Divinity: Original Sin 2 is an exceptional game about trying to overcome impossible odds – demons, ancient evils, even giant blobs of sentient oil. You can pretty much become a god as you level up, unleashing your powers on everything that stands in your way, but no matter how mighty you get, many of the fights will still be tough. That’s no accident.
Developer Larian Studios engineered its RPG to offer challenges throughout that are daunting at first but can soon be beaten with a bit of experimentation and gusto. What’s truly impressive, however, is how there are so many different ways to approach each fight, all of which stem from how you build your character. You can be a fire-wielding battlemage, for example, a shape-shifting warrior, or even an archer with a penchant for summoning. Each build feels as ferocious and viable as any other, which is indicative of the remarkable balancing act Larian managed to pull off in Divinity 2.

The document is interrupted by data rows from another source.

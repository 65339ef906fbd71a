use crate::{
    error::StoreResult,
    sqlite::basics::{execute, fetch_one},
};

use rusqlite::Connection;
use serde::{Deserialize, Serialize};
use tracing::{info, warn};

///
/// The result of deleting a single character
#[derive(Debug, Clone, Copy, PartialEq, Eq, Serialize, Deserialize)]
#[serde(rename_all = "snake_case")]
pub enum DeleteOutcome {
    /// The character with this id was removed
    Deleted { id: i64 },
    NotFound,
}

impl DeleteOutcome {
    pub fn is_deleted(&self) -> bool {
        matches!(self, Self::Deleted { .. })
    }
}

///
/// Delete the character with the given name.
///
/// The id is looked up first and the row is then removed by id, so exactly
/// one record goes away. Nothing guards the gap between the two statements:
/// a concurrent writer may remove or rename the row in between, in which
/// case the delete affects nothing and `NotFound` is reported.
pub fn by_name(conn: &Connection, name: &str) -> StoreResult<DeleteOutcome> {
    let op = ("delete_by_name", name);
    let id: Option<i64> =
        fetch_one(conn, op, "SELECT id FROM characters WHERE name = ?", [name])?;
    let Some(id) = id else {
        warn!(name, "character to delete not found");
        return Ok(DeleteOutcome::NotFound);
    };
    let affected = execute(conn, op, "DELETE FROM characters WHERE id = ?", [id])?;
    if affected == 0 {
        warn!(name, id, "character vanished before delete");
        return Ok(DeleteOutcome::NotFound);
    }
    info!(name, id, "deleted character");
    Ok(DeleteOutcome::Deleted { id })
}

///
/// Delete every character of an affiliation.
/// # Returns
/// * `Ok(count)` - the number of removed rows, possibly zero
pub fn by_affiliation(conn: &Connection, affiliation: &str) -> StoreResult<usize> {
    let removed = execute(
        conn,
        ("delete_by_affiliation", affiliation),
        "DELETE FROM characters WHERE affiliation = ?",
        [affiliation],
    )?;
    info!(affiliation, removed, "deleted characters");
    Ok(removed)
}
pub mod basics;
pub mod shift;
pub mod sql;
//! Typed query and report helpers over a SQLite dataset of characters,
//! planets and vehicles.
//!
//! Every operation borrows a [Connection] owned by the caller, runs one or a
//! few statements with bound parameters and returns named records.
//! Writes are committed as soon as the call returns.
//!
//! ```no_run
//! use holocron::{config::StoreConfig, connect, read, report};
//!
//! fn main() -> anyhow::Result<()> {
//!     let conn = connect::open(&StoreConfig::default())?;
//!     let humans = read::by_species(&conn, "Human")?;
//!     println!("{} humans", humans.len());
//!     let outcome = report::build_character_report(&conn, "Luke Skywalker")?;
//!     println!("{}", serde_json::to_string_pretty(&outcome)?);
//!     Ok(())
//! }
//! ```
pub mod action;
pub mod add;
pub mod config;
pub mod connect;
pub mod delete;
pub mod error;
pub mod join;
pub mod model;
pub mod read;
pub mod report;
pub mod sqlite;
pub mod stats;
pub mod update;

pub use error::{StoreError, StoreResult};
pub use rusqlite::{types, Connection};
pub use serde;
pub use serde_json;
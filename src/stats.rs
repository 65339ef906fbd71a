use crate::{
    error::StoreResult,
    model::{AffiliationCount, AffiliationHeight, SpeciesCount},
    sqlite::basics::fetch_all,
};

use rusqlite::Connection;

///
/// Count characters and average their height per species.
///
/// Only characters with a known height take part, so a species whose
/// members all have unknown height is absent from the result. Averages
/// are rounded to one decimal. Ordered by count, largest first; equal
/// counts fall back to the species name.
pub fn by_species(conn: &Connection) -> StoreResult<Vec<SpeciesCount>> {
    fetch_all(
        conn,
        ("by_species", "*"),
        "SELECT species, COUNT(*) AS count, ROUND(AVG(height), 1) AS avg_height
         FROM characters
         WHERE height IS NOT NULL
         GROUP BY species
         ORDER BY count DESC, species",
        [],
    )
}

///
/// Count members per affiliation, characters without one are skipped.
/// Ordered by member count, largest first.
pub fn by_affiliation(conn: &Connection) -> StoreResult<Vec<AffiliationCount>> {
    fetch_all(
        conn,
        ("by_affiliation", "*"),
        "SELECT affiliation, COUNT(*) AS member_count
         FROM characters
         WHERE affiliation IS NOT NULL
         GROUP BY affiliation
         ORDER BY member_count DESC, affiliation",
        [],
    )
}

///
/// Average height per affiliation rounded to two decimals, tallest first
pub fn average_height_by_affiliation(conn: &Connection) -> StoreResult<Vec<AffiliationHeight>> {
    fetch_all(
        conn,
        ("average_height_by_affiliation", "*"),
        "SELECT affiliation, ROUND(AVG(height), 2) AS avg_height
         FROM characters
         WHERE height IS NOT NULL AND affiliation IS NOT NULL
         GROUP BY affiliation
         ORDER BY avg_height DESC",
        [],
    )
}
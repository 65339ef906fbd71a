use crate::{
    config::StoreConfig,
    error::{During, StoreError, StoreResult},
};

use rusqlite::{Connection, OpenFlags};
use tracing::{debug, info};

use std::collections::HashSet;

/// The tables the query layer reads and writes
pub const REQUIRED_TABLES: [&str; 4] = ["characters", "planets", "vehicles", "character_vehicles"];

const TABLE_READ_QUERY: &str = r#"
 SELECT name FROM sqlite_master
 WHERE type='table' AND name NOT LIKE 'sqlite_%'
 ORDER BY name;
"#;

///
/// Open the store described by the configuration.
///
/// The file must exist, it is never created. Once open, the connection gets
/// foreign key enforcement as configured and the schema is checked with
/// [verify_tables]. The caller owns the connection; dropping it closes it.
pub fn open(config: &StoreConfig) -> StoreResult<Connection> {
    let access = if config.read_only {
        OpenFlags::SQLITE_OPEN_READ_ONLY
    } else {
        OpenFlags::SQLITE_OPEN_READ_WRITE
    };
    let flags = access | OpenFlags::SQLITE_OPEN_URI | OpenFlags::SQLITE_OPEN_NO_MUTEX;
    let target = config.path.display().to_string();
    let conn = Connection::open_with_flags(&config.path, flags).map_err(|source| {
        StoreError::ConnectionFailure {
            target: target.clone(),
            source,
        }
    })?;
    conn.pragma_update(None, "foreign_keys", config.foreign_keys)
        .during("open", &target)?;
    verify_tables(&conn)?;
    info!(path = target.as_str(), read_only = config.read_only, "connected to store");
    Ok(conn)
}

///
/// Open a private in-memory store with foreign key enforcement on.
///
/// The store starts empty, so no table check is made; create the schema
/// before calling any query.
pub fn open_in_memory() -> StoreResult<Connection> {
    let conn = Connection::open_in_memory().map_err(|source| StoreError::ConnectionFailure {
        target: ":memory:".to_string(),
        source,
    })?;
    conn.pragma_update(None, "foreign_keys", true)
        .during("open_in_memory", ":memory:")?;
    debug!("opened in-memory store");
    Ok(conn)
}

///
/// Check that every table in [REQUIRED_TABLES] exists
pub fn verify_tables(conn: &Connection) -> StoreResult<()> {
    let op = ("verify_tables", "sqlite_master");
    let mut stmt = conn.prepare(TABLE_READ_QUERY).during(op.0, op.1)?;
    let names = stmt
        .query_map([], |row| row.get::<_, String>(0))
        .during(op.0, op.1)?
        .collect::<rusqlite::Result<HashSet<String>>>()
        .during(op.0, op.1)?;
    match REQUIRED_TABLES.iter().find(|t| !names.contains(**t)) {
        Some(missing) => Err(StoreError::MissingTable {
            table: missing.to_string(),
        }),
        None => Ok(()),
    }
}
//! Shared test utilities for the packager crate.

use crate::error::{PackagerError, Result};
use crate::process::CommandExecutor;
use std::cell::RefCell;
use std::collections::VecDeque;
use std::path::{Path, PathBuf};
use std::process::{ExitStatus, Output};

/// Creates an `ExitStatus` from an exit code (Unix implementation).
#[cfg(unix)]
#[must_use]
pub fn exit_status(code: i32) -> ExitStatus {
    use std::os::unix::process::ExitStatusExt;

    ExitStatus::from_raw(code << 8)
}

/// Creates an `ExitStatus` from an exit code (Windows implementation).
#[cfg(windows)]
#[must_use]
pub fn exit_status(code: i32) -> ExitStatus {
    use std::os::windows::process::ExitStatusExt;

    ExitStatus::from_raw(code as u32)
}

/// Creates a successful command `Output` with empty stdout and stderr.
#[must_use]
pub fn success_output() -> Output {
    output_with_stdout("")
}

/// Creates a successful command `Output` printing `stdout`.
#[must_use]
pub fn output_with_stdout(stdout: &str) -> Output {
    Output {
        status: exit_status(0),
        stdout: stdout.as_bytes().to_vec(),
        stderr: Vec::new(),
    }
}

/// Creates a failed command `Output` with the given stderr message.
#[must_use]
pub fn failure_output(stderr: &str) -> Output {
    Output {
        status: exit_status(1),
        stdout: Vec::new(),
        stderr: stderr.as_bytes().to_vec(),
    }
}

/// Represents an expected command invocation for testing.
#[derive(Debug)]
pub struct ExpectedCall {
    /// The program to execute (e.g., "npm").
    pub cmd: &'static str,
    /// The arguments to pass to the program.
    pub args: Vec<&'static str>,
    /// The result to return when this command is invoked.
    pub result: Result<Output>,
}

/// A stub implementation of [`CommandExecutor`] for testing.
///
/// Returns predefined results for an ordered script of invocations and
/// records the directory each one ran in.
#[derive(Debug)]
pub struct StubExecutor {
    expected: RefCell<VecDeque<ExpectedCall>>,
    dirs: RefCell<Vec<PathBuf>>,
}

impl StubExecutor {
    /// Creates a new `StubExecutor` with the given expected calls.
    #[must_use]
    pub fn new(expected: Vec<ExpectedCall>) -> Self {
        Self {
            expected: RefCell::new(expected.into()),
            dirs: RefCell::new(Vec::new()),
        }
    }

    /// Working directories of the invocations so far, in order.
    #[must_use]
    pub fn invoked_dirs(&self) -> Vec<PathBuf> {
        self.dirs.borrow().clone()
    }

    /// Asserts that all expected command invocations have been consumed.
    ///
    /// # Panics
    ///
    /// Panics if there are remaining expected calls that were not invoked.
    pub fn assert_finished(&self) {
        let remaining = self.expected.borrow();
        assert!(
            remaining.is_empty(),
            "expected no further command invocations, {} left: {:?}",
            remaining.len(),
            remaining.iter().map(|c| c.cmd).collect::<Vec<_>>()
        );
    }
}

impl CommandExecutor for StubExecutor {
    fn run(&self, cwd: &Path, program: &str, args: &[&str]) -> Result<Output> {
        self.dirs.borrow_mut().push(cwd.to_path_buf());
        let Some(call) = self.expected.borrow_mut().pop_front() else {
            return Err(PackagerError::StubMismatch {
                message: format!("unexpected invocation: {program} {}", args.join(" ")),
            });
        };

        if call.cmd != program || call.args.as_slice() != args {
            return Err(PackagerError::StubMismatch {
                message: format!(
                    "expected `{} {}`, got `{program} {}`",
                    call.cmd,
                    call.args.join(" "),
                    args.join(" ")
                ),
            });
        }

        call.result
    }
}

So how do you give players the tools to almost break your game open while still keeping it both challenging and fun? One person who can speak widely on that is the game’s systems designer Nick Pechenin. He’s the man at the heart of the complex web of interactions that the Divinity series has become known for. He reveals that while many of the series’ systems are capable of producing absurd results – upon which much of the games’ humour is built – there’s little post-release tinkering to speak of as they’re locked down at the start of a game’s life cycle and usually remain unchanged.
But it does happen occasionally. The most striking example of something actually getting patched out comes in the form of a two-skill combo: Chicken Claw and Rupture Tendons. This combo allowed you to inflict a status that hurt enemies when they moved, then turn them into cowardly chickens who would run about as fast as they could. It did an absurd amount of damage and was a lot of fun, but it wouldn’t last. It turns out there were two reasons for this.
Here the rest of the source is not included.